Olavo de Carvalho
O Globo, 20 de março de 2004
Tenho estudado bastante a questão do anti-semitismo; algumas entidades judaicas já me ouviram falar a respeito e sabem que não sou, no assunto, nenhum novato, nenhum ingênuo, nenhum palpiteiro leviano. Quem dedica longo tempo a um problema acaba por levantar perguntas que não ocorreriam ao recém chegado — e às vezes encontra respostas que parecem incompreensíveis e chocantes a quem não fez sequer as perguntas.
Em maio de 2002, quando a mídia esquerdista fazia alarde da ameaça anti-semita personificada no sr. Le Pen, escrevi: “Por que os judeus haveriam de confiar em quem os adverte contra um inimigo desarmado ao mesmo tempo que ajuda o inimigo armado? Por que a esquerda mundial estaria tão ansiosa para protegê-los contra um perigo futuro e hipotético na França, quando se esforça para entregá-los às garras de um perigo real e imediato na sua própria terra?”
Mas o anti-semitismo de Le Pen, por desarmado que fosse, ao menos era explícito e inegável. Já Mel Gibson proclama que os judeus não foram mais culpados do que ele próprio pelo assassinato de Cristo, e no entanto, segundo a mídia iluminada, há motivos para temê-lo como se fosse a Inquisição rediviva.

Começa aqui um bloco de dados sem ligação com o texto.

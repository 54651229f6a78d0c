//! # autoclaw core
//!
//! Domain types, traits, and error definitions for the autoclaw agent runtime.
//! This crate defines the boundary contracts (LLM provider, actions, knowledge
//! base, observer) that every other crate implements against.

pub mod action;
pub mod character;
pub mod error;
pub mod knowledge;
pub mod message;
pub mod observer;
pub mod provider;
pub mod state;

// Re-export key types at crate root for ergonomics
pub use action::{
    Action, ActionContext, ActionDefinition, ActionParams, ActionResult, ActionSet, ParamKind,
    ParamSpec,
};
pub use character::Character;
pub use error::{ActionError, Error, MemoryError, ProviderError, Result};
pub use knowledge::RagDb;
pub use message::{Message, MessageToolCall, Role};
pub use observer::{BroadcastObserver, Observable, Observer, Progress};
pub use provider::{Provider, ProviderRequest, ProviderResponse, ToolChoice, ToolDefinition, Usage};
pub use state::AgentInternalState;
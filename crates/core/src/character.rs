//! Static agent identity.

use serde::{Deserialize, Serialize};

/// Who the agent is. Set at construction or generated once, then read-mostly.
#[derive(Debug, Clone, Default, PartialEq, Serialize, Deserialize)]
pub struct Character {
    #[serde(default)]
    pub name: String,
    #[serde(default)]
    pub age: String,
    #[serde(default)]
    pub occupation: String,
    #[serde(default)]
    pub hobbies: Vec<String>,
    #[serde(default)]
    pub music_taste: Vec<String>,
    #[serde(default)]
    pub sex: String,
}

impl Character {
    pub fn is_empty(&self) -> bool {
        self.name.is_empty() && self.occupation.is_empty() && self.hobbies.is_empty()
    }

    /// JSON schema used when asking a model to invent a character.
    pub fn schema() -> serde_json::Value {
        serde_json::json!({
            "type": "object",
            "properties": {
                "name": { "type": "string", "description": "The name of the character" },
                "age": { "type": "string", "description": "The age of the character" },
                "occupation": { "type": "string", "description": "The occupation of the character" },
                "hobbies": { "type": "array", "items": { "type": "string" }, "description": "The hobbies of the character" },
                "music_taste": { "type": "array", "items": { "type": "string" }, "description": "The music taste of the character" },
                "sex": { "type": "string", "description": "The sex of the character" }
            },
            "required": ["name", "age", "occupation", "hobbies", "music_taste", "sex"]
        })
    }

    /// Multi-line description used in prompts.
    pub fn describe(&self) -> String {
        format!(
            "Name: {}\nAge: {}\nOccupation: {}\nHobbies: {}\nMusic taste: {}\nSex: {}",
            self.name,
            self.age,
            self.occupation,
            self.hobbies.join(", "),
            self.music_taste.join(", "),
            self.sex,
        )
    }
}
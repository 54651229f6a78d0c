//! The agent's self-reported HUD.

use serde::{Deserialize, Serialize};

/// Mutated only through the `update_state` control action.
#[derive(Debug, Clone, Default, PartialEq, Serialize, Deserialize)]
pub struct AgentInternalState {
    #[serde(default)]
    pub now_doing: String,
    #[serde(default)]
    pub do_next: String,
    #[serde(default)]
    pub done_history: Vec<String>,
    #[serde(default)]
    pub memories: Vec<String>,
    #[serde(default)]
    pub goal: String,
}

impl AgentInternalState {
    pub fn schema() -> serde_json::Value {
        serde_json::json!({
            "type": "object",
            "properties": {
                "now_doing": { "type": "string", "description": "What you are doing now" },
                "do_next": { "type": "string", "description": "What you are going to do next" },
                "done_history": { "type": "array", "items": { "type": "string" }, "description": "What you have done" },
                "memories": { "type": "array", "items": { "type": "string" }, "description": "Things to remember" },
                "goal": { "type": "string", "description": "Your current goal" }
            },
            "required": ["now_doing", "do_next", "done_history", "memories", "goal"]
        })
    }

    /// Rendering used by the HUD prompt.
    pub fn describe(&self) -> String {
        let mut out = format!(
            "Current goal: {}\nNow doing: {}\nDo next: {}",
            self.goal, self.now_doing, self.do_next
        );
        if !self.done_history.is_empty() {
            out.push_str("\nDone history:");
            for item in &self.done_history {
                out.push_str(&format!("\n- {item}"));
            }
        }
        if !self.memories.is_empty() {
            out.push_str("\nMemories:");
            for item in &self.memories {
                out.push_str(&format!("\n- {item}"));
            }
        }
        out
    }
}
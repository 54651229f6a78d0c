//! Knowledge base trait: the RAG store consulted before each job.
//!
//! The engine only needs four operations: store a snippet of text, search
//! for the `k` most relevant snippets, wipe everything and count entries.

use async_trait::async_trait;
use crate::error::MemoryError;

#[async_trait]
pub trait RagDb: Send + Sync {
    /// Persist one snippet of text.
    async fn store(&self, text: &str) -> Result<(), MemoryError>;

    /// The `k` most relevant snippets for `query`, best first.
    async fn search(&self, query: &str, k: usize) -> Result<Vec<String>, MemoryError>;

    /// Remove every entry.
    async fn reset(&self) -> Result<(), MemoryError>;

    /// Number of stored entries.
    async fn count(&self) -> usize;
}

Deixarei para analisar mais tarde o filme que deu pretexto à celeuma. Por enquanto só quero chamar a atenção para um detalhe: vocês não notaram nada de estranho no súbito acesso de filojudaísmo que se apossou da intelligentzia esquerdista mundial? Aqueles mesmos que endossaram a farsa do “massacre de Jenin”, aqueles mesmos que comparavam Ariel Sharon a Adolf Hitler aparecem hoje com o coração transbordante de zelos fraternais, vendendo ao povo judeu proteção contra o temível genocida Mel Gibson. Vocês vão cair nessa? O Papa, que sempre foi seu amigo leal, diz que não há perigo, que “A Paixão de Cristo” não infunde sentimentos anti-semitas em ninguém (recentes sondagens do Institute for Jewish Research mostram que não infunde mesmo), e vocês hão de preferir dar ouvidos àqueles sujeitos que na conferência de Durban tramaram para condenar o sionismo como “ideologia racista”? Abraham Foxman já retirou as acusações, intelectuais sionistas como David Horowitz asseguram que Gibson é inocente, e vocês hão de dar mais crédito àquelas lindas criaturas que, contra a intervenção no Iraque, saíram gritando pelas ruas de Nova York de mãos dadas com Louis Farrakhan e David Duke? Hão de se precaver contra uma hipótese rebuscada enquanto se expõem ao perigo manifesto de aceitar os serviços de advogados indignos de crédito, entre os quais, no Brasil, gente bem articulada com o Foro de São Paulo e, através dele, com o terrorismo islâmico? Hão de se deixar manipular como os eleitores espanhóis e, ludibriados pelos inimigos, voltar-se contra os amigos? Algo no meu íntimo diz que não, que essa tragédia postiça não chegará ao medonho desenlace planejado.
Mas a mídia esquerdista sabe combinar a supressão dos fatos com a produção de factóides. O pronunciamento oficial do Papa em favor do filme foi omitido ou abafado em quase todos os jornais brasileiros. As opiniões de judeus americanos pró-Gibson foram totalmente excluídas, para criar a falsa impressão de unanimidade hostil. Em compensação, publicou-se uma longa entrevista com o líder de um grupo ultramontano em São Paulo, que endossa a culpabilidade hereditária “dos” judeus no assassinato de Cristo. Vocês lêem e vêem aí a prova de que “os” católicos conservadores são mesmo anti-semitas. O que ninguém lhes informa é que o referido é um tipo isolado, detestado igualmente na TFP, na Sociedade de S. Pio X e em todos os meios tradicionalistas que ele ali parece representar.
Meu recado aos judeus é simples: nenhum mal lhes virá pelo lado cristão. Os inimigos de Israel são hoje os inimigos da cristandade. Se vocês querem mesmo saber de onde vem o perigo, leiam o livro do rabino Marvin S. Antelman, To Eliminate the Opiate (Jerusalem, The Zionist Book Club, 2 vols.). Não precisam endossar o diagnóstico em detalhes. Mas verão que, em linhas gerais, ele está na pista certa — e essa pista passa a muitas léguas de Mel Gibson.